An exact transcription of the lines below, from the first through the one containing "pub fn render_script(script: &ArtifactScript, fonts: &FontBook)", is the only output wanted.

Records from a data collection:
◇ ◇ ◇ ◇
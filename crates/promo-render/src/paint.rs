//! Artifact script → raster canvas.
//!
//! Executes a script's commands in order against a fresh canvas. Every
//! command is stateless; later commands paint over earlier ones.

use crate::canvas::Canvas;
use crate::error::{Error, Result};
use crate::font::FontBook;
use promo_core::model::DrawCmd;
use promo_core::script::ArtifactScript;

/// Render every command of `script` onto a new canvas.
///
/// # Errors
/// Returns `InvalidDimensions` if the script's size is degenerate.
pub fn render_script(script: &ArtifactScript, fonts: &FontBook) -> Result<Canvas> {
    let mut canvas = Canvas::create(script.width, script.height, script.background)?;
    log::debug!(
        "rendering {} ({}x{}, {} commands)",
        script.name,
        script.width,
        script.height,
        script.commands.len()
    );
    for cmd in &script.commands {
        paint_command(&mut canvas, cmd, fonts)?;
    }
    Ok(canvas)
}

/// Parse a JSON script and render it.
///
/// # Errors
/// Returns `Script` on malformed JSON, otherwise as `render_script`.
pub fn render_json(text: &str, fonts: &FontBook) -> Result<Canvas> {
    let script = ArtifactScript::from_json(text).map_err(Error::Script)?;
    render_script(&script, fonts)
}

/// Execute one command.
///
/// # Errors
/// Only `Scrim` can fail, when its overlay cannot be allocated.
pub fn paint_command(canvas: &mut Canvas, cmd: &DrawCmd, fonts: &FontBook) -> Result<()> {
    log::trace!("{} {:?}", cmd.kind_name(), cmd);
    match cmd {
        DrawCmd::Rect {
            bounds,
            corner_radius,
            fill,
            outline,
        } => canvas.draw_rectangle(
            *bounds,
            *fill,
            outline.map(|o| o.color),
            outline.map_or(0.0, |o| o.width),
            *corner_radius,
        ),

        DrawCmd::Ellipse {
            bounds,
            fill,
            outline,
        } => canvas.draw_ellipse(
            *bounds,
            *fill,
            outline.map(|o| o.color),
            outline.map_or(0.0, |o| o.width),
        ),

        DrawCmd::Arc {
            bounds,
            start_deg,
            end_deg,
            color,
            width,
        } => canvas.draw_arc(*bounds, *start_deg, *end_deg, *color, *width),

        DrawCmd::Polyline {
            points,
            color,
            stroke,
        } => canvas.draw_polyline(points, *color, *stroke),

        DrawCmd::Text {
            origin,
            content,
            color,
            font,
            align,
        } => {
            let resolved = fonts.resolve(*font);
            canvas.draw_aligned_text(*origin, content, *color, &resolved, *align);
        }

        DrawCmd::VerticalGradient {
            bounds,
            top,
            bottom,
        } => canvas.fill_vertical_gradient(*bounds, *top, *bottom),

        DrawCmd::Scrim { color } => canvas.scrim(*color)?,
    }
    Ok(())
}

#[cfg(test)]
mod tests {
    use super::*;
    use promo_core::model::{Bounds, Color, FontSpec, Point};
    use promo_core::palette::{DARK_TEXT, LIGHT_BG, MOSS_GREEN, WHITE};
    use pretty_assertions::assert_eq;

    #[test]
    fn commands_paint_in_order() {
        let mut script = ArtifactScript::new("order", 10, 10, LIGHT_BG);
        script
            .push(DrawCmd::fill_rect(Bounds::new(0.0, 0.0, 10.0, 10.0), MOSS_GREEN))
            .push(DrawCmd::fill_rect(Bounds::new(0.0, 0.0, 5.0, 10.0), WHITE));
        let canvas = render_script(&script, &FontBook::builtin()).unwrap();
        assert_eq!(canvas.pixel(2, 5), Some(WHITE));
        assert_eq!(canvas.pixel(7, 5), Some(MOSS_GREEN));
    }

    #[test]
    fn empty_script_is_background() {
        let script = ArtifactScript::new("blank", 3, 3, LIGHT_BG);
        let canvas = render_script(&script, &FontBook::builtin()).unwrap();
        assert_eq!(canvas.pixel(1, 1), Some(LIGHT_BG));
    }

    #[test]
    fn zero_sized_script_fails() {
        let script = ArtifactScript::new("none", 0, 5, LIGHT_BG);
        assert!(matches!(
            render_script(&script, &FontBook::builtin()),
            Err(Error::InvalidDimensions { .. })
        ));
    }

    #[test]
    fn scrim_dims_earlier_commands_only() {
        let mut script = ArtifactScript::new("scrim", 10, 10, WHITE);
        script
            .push(DrawCmd::Scrim {
                color: Color::rgba(0, 0, 0, 180),
            })
            .push(DrawCmd::fill_rect(Bounds::new(0.0, 0.0, 5.0, 10.0), WHITE));
        let canvas = render_script(&script, &FontBook::builtin()).unwrap();
        assert_eq!(canvas.pixel(2, 2), Some(WHITE));
        let dimmed = canvas.pixel(7, 2).unwrap();
        assert!(dimmed.r < 100, "got {dimmed:?}");
    }

    #[test]
    fn text_with_missing_font_still_inks() {
        let fonts = FontBook::load("/nonexistent/a.ttf", "/nonexistent/b.ttf");
        let mut script = ArtifactScript::new("text", 60, 20, WHITE);
        script.push(DrawCmd::text(
            Point::new(1.0, 1.0),
            "ok",
            DARK_TEXT,
            FontSpec::regular(14.0),
        ));
        let canvas = render_script(&script, &fonts).unwrap();
        let inked = (0..20)
            .flat_map(|y| (0..60).map(move |x| (x, y)))
            .filter(|&(x, y)| canvas.pixel(x, y) != Some(WHITE))
            .count();
        assert!(inked > 0);
    }

    #[test]
    fn render_json_rejects_garbage() {
        assert!(matches!(
            render_json("[1, 2", &FontBook::builtin()),
            Err(Error::Script(_))
        ));
    }
}
//! Error types for canvas rendering and persistence.

use std::path::PathBuf;
use thiserror::Error;

/// Result type alias for renderer operations.
pub type Result<T> = std::result::Result<T, Error>;

/// Errors that can occur while creating, drawing, or saving a canvas.
///
/// Font resolution failures are not errors: they fall back to the builtin
/// glyph source.
#[derive(Error, Debug)]
pub enum Error {
    /// Canvas dimensions must both be non-zero.
    #[error("Invalid canvas dimensions {width}x{height}")]
    InvalidDimensions { width: u32, height: u32 },

    /// Reading or writing a file failed.
    #[error("I/O error at {}: {source}", path.display())]
    Io {
        path: PathBuf,
        #[source]
        source: std::io::Error,
    },

    /// PNG encoding failed.
    #[error("Failed to encode {}: {message}", path.display())]
    Encode { path: PathBuf, message: String },

    /// PNG decoding failed.
    #[error("Failed to decode {}: {message}", path.display())]
    Decode { path: PathBuf, message: String },

    /// A serialized artifact script could not be read.
    #[error("Invalid artifact script: {0}")]
    Script(String),
}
◇ ◇ ◇ ◇
> _TASK ANSWER_
filename crates/promo-render/src/paint.rs
//! Artifact script → raster canvas.
//!
//! Executes a script's commands in order against a fresh canvas. Every
//! command is stateless; later commands paint over earlier ones.

use crate::canvas::Canvas;
use crate::error::{Error, Result};
use crate::font::FontBook;
use promo_core::model::DrawCmd;
use promo_core::script::ArtifactScript;

/// Render every command of `script` onto a new canvas.
///
/// # Errors
/// Returns `InvalidDimensions` if the script's size is degenerate.
pub fn render_script(script: &ArtifactScript, fonts: &FontBook) -> Result<Canvas> {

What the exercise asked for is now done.